DATA FOR THE TASK:
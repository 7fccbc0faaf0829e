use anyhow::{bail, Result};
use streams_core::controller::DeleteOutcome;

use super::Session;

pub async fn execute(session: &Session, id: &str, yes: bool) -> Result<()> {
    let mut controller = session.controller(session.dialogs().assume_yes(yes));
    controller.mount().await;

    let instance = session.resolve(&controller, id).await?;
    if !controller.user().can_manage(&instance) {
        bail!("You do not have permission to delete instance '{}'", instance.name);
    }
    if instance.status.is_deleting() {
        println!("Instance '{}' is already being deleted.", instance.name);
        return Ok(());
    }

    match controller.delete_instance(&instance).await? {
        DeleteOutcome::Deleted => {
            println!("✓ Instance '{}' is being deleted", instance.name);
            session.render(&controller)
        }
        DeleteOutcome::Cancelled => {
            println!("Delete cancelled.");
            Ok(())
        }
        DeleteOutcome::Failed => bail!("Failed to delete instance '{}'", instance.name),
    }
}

WHAT YOU ARE ASKED TO DO:
What you return must match the listing exactly, line for line.

EXPECTED ANSWER:
repository 7fccbc0faaf0829e
use anyhow::{bail, Result};
use streams_core::controller::DeleteOutcome;

use super::Session;

pub async fn execute(session: &Session, id: &str, yes: bool) -> Result<()> {
    let mut controller = session.controller(session.dialogs().assume_yes(yes));
    controller.mount().await;

    let instance = session.resolve(&controller, id).await?;
    if !controller.user().can_manage(&instance) {
        bail!("You do not have permission to delete instance '{}'", instance.name);
    }
    if instance.status.is_deleting() {
        println!("Instance '{}' is already being deleted.", instance.name);
        return Ok(());
    }

    match controller.delete_instance(&instance).await? {
        DeleteOutcome::Deleted => {
            println!("✓ Instance '{}' is being deleted", instance.name);
            session.render(&controller)
        }
        DeleteOutcome::Cancelled => {
            println!("Delete cancelled.");
            Ok(())
        }
        DeleteOutcome::Failed => bail!("Failed to delete instance '{}'", instance.name),
    }
}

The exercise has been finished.